(Data entries)
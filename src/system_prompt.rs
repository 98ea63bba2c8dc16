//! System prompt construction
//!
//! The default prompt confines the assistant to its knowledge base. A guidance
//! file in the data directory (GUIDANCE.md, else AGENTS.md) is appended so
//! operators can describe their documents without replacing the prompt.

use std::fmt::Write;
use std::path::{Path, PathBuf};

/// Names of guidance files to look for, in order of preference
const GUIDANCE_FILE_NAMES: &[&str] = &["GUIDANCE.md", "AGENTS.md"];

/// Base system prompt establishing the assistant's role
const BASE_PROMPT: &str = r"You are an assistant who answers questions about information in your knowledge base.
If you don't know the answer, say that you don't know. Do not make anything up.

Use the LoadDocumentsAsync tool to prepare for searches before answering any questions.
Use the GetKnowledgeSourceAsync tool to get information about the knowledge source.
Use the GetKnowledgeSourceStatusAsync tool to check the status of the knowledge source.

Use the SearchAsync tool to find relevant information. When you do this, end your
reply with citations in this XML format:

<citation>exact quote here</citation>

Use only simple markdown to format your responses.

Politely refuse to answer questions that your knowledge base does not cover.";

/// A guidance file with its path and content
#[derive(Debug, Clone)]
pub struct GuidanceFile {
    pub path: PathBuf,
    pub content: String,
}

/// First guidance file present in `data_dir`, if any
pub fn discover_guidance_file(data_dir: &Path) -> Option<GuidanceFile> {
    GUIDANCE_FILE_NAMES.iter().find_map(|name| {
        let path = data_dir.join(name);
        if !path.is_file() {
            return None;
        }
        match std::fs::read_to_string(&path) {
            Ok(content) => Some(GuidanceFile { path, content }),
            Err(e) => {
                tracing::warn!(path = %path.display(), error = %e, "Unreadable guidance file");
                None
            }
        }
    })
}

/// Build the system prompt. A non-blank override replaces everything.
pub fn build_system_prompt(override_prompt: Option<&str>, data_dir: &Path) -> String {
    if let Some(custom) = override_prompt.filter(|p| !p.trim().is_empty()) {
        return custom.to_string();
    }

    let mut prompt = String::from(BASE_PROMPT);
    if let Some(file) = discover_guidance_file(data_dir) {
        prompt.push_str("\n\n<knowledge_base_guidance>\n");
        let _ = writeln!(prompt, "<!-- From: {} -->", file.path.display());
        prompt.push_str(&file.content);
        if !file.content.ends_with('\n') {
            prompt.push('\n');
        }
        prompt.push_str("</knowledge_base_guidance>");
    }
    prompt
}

---

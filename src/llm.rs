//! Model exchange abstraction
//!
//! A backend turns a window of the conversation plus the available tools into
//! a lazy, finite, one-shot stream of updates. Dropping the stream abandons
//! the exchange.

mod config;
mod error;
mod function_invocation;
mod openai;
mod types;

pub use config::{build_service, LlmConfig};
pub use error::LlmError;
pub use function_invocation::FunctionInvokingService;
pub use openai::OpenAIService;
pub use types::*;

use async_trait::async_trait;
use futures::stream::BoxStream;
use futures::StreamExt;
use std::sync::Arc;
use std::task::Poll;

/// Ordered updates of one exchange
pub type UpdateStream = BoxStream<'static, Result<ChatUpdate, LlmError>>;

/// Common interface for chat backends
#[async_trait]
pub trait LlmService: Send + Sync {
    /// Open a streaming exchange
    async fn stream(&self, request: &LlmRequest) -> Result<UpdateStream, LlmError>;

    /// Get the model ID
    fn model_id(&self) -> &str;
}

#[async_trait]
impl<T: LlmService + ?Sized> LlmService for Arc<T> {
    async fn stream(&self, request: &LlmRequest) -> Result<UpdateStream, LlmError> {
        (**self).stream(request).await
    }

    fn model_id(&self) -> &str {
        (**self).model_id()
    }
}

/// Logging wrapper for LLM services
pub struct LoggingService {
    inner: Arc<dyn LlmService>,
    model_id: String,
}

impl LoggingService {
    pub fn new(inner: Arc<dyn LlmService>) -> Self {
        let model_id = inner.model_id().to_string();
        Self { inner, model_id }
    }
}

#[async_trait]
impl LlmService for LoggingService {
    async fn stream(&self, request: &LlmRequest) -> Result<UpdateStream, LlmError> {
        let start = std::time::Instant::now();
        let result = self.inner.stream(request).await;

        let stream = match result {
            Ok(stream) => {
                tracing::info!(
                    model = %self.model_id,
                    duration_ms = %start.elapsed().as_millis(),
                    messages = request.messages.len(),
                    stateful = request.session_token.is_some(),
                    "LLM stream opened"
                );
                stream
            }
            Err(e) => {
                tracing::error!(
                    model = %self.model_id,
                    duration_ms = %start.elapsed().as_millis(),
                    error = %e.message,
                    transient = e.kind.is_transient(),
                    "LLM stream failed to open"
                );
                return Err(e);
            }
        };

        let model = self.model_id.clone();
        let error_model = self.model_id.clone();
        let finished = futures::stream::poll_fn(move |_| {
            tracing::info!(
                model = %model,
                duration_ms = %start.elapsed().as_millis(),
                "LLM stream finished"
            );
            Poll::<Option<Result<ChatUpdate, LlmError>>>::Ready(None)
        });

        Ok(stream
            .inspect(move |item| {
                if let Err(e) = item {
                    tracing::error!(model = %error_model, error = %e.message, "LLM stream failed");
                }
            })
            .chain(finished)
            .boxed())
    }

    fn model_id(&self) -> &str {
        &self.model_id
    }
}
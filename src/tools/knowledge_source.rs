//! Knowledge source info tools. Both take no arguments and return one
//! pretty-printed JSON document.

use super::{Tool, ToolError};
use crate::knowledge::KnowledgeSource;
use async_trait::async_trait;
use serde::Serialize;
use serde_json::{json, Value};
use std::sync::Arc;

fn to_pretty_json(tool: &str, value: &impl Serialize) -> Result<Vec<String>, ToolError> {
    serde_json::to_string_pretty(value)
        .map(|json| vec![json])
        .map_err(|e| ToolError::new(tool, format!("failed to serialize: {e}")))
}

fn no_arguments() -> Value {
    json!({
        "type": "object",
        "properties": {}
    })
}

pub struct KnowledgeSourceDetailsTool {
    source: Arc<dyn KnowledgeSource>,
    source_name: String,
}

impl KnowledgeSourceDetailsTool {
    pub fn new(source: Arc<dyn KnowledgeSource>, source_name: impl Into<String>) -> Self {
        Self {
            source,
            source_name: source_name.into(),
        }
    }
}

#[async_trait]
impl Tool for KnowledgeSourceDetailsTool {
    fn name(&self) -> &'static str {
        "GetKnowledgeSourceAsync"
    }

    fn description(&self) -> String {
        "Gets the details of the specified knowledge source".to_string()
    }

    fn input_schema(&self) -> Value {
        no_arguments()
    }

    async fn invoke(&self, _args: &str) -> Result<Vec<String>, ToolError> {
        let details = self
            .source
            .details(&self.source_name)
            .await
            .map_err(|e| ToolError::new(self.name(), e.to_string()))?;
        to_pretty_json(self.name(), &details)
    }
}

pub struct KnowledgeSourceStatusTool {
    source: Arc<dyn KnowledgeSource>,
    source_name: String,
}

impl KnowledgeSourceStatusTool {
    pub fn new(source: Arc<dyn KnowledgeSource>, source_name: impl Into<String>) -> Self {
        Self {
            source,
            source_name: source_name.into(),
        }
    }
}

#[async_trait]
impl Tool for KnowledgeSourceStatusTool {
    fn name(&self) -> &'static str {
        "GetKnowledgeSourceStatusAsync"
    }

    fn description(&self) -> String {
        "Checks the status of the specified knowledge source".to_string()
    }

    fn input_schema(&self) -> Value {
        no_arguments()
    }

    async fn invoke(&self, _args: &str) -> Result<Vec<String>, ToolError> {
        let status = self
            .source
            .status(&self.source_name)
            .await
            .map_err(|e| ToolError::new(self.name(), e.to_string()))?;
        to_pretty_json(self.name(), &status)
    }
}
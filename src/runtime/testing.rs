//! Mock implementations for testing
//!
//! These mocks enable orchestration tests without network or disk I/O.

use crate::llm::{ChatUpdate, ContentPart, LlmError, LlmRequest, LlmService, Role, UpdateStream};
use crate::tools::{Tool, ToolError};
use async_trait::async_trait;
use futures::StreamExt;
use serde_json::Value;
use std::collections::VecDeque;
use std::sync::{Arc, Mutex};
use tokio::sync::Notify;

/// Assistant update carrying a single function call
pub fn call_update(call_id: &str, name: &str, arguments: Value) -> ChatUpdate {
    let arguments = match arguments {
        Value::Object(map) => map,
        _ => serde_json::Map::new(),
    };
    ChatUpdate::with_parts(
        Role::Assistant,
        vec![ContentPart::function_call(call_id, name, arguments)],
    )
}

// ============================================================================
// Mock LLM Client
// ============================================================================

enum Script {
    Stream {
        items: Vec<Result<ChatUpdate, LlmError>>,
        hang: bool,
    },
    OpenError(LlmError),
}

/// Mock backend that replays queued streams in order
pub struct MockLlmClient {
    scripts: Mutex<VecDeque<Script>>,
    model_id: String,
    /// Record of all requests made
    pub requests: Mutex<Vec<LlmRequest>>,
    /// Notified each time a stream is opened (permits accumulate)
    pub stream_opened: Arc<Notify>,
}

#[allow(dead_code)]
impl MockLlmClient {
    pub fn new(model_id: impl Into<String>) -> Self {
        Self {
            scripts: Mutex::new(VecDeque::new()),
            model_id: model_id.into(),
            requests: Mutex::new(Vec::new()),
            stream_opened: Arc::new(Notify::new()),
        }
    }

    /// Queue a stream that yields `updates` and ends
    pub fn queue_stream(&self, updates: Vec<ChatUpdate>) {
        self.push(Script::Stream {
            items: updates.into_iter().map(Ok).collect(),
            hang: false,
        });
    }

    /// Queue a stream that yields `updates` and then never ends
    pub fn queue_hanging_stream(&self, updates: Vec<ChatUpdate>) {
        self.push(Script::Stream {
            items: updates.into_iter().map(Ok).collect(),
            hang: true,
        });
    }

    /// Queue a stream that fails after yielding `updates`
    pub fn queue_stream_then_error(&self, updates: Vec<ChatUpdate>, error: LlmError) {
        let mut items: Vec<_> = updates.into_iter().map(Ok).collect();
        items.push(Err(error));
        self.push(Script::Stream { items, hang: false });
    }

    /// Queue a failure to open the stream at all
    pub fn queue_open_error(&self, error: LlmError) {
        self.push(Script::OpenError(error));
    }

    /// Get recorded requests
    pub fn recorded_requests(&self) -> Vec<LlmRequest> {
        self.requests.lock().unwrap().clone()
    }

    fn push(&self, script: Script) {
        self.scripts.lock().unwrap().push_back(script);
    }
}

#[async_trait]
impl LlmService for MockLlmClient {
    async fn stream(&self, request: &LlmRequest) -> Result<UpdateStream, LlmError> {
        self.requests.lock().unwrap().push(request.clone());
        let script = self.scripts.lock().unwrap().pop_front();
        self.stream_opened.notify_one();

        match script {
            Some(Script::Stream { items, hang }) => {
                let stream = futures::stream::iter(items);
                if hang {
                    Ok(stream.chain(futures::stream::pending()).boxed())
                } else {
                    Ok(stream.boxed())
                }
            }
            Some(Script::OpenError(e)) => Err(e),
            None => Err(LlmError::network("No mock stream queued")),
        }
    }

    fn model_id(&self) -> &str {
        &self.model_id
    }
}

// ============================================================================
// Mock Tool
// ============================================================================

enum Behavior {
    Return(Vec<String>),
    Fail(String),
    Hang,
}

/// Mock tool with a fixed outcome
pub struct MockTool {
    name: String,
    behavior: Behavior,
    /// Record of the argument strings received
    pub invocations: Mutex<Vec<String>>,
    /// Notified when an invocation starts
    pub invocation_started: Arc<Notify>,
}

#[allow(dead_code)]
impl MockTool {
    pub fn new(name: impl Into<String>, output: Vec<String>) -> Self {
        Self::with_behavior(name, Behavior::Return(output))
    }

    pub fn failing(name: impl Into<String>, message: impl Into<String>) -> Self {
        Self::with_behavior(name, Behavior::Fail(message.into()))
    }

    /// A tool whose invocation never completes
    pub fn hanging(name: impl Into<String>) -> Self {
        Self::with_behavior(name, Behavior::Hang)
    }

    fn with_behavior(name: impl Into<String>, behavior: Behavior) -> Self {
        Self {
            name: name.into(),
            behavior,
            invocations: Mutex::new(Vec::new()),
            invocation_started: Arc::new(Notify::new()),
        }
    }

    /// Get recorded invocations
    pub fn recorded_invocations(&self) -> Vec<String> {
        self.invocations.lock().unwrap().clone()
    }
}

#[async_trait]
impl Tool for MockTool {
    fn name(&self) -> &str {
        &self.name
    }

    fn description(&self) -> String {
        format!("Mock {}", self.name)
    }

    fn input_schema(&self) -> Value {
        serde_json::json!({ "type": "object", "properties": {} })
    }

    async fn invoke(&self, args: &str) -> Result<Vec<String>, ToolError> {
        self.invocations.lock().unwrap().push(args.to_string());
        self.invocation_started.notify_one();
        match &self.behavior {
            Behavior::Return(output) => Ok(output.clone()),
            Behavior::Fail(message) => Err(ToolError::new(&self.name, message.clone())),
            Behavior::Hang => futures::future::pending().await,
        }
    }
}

### What is required
Across the data, how many lines have the word "else" in them? Respond with the number alone.

### Reply
2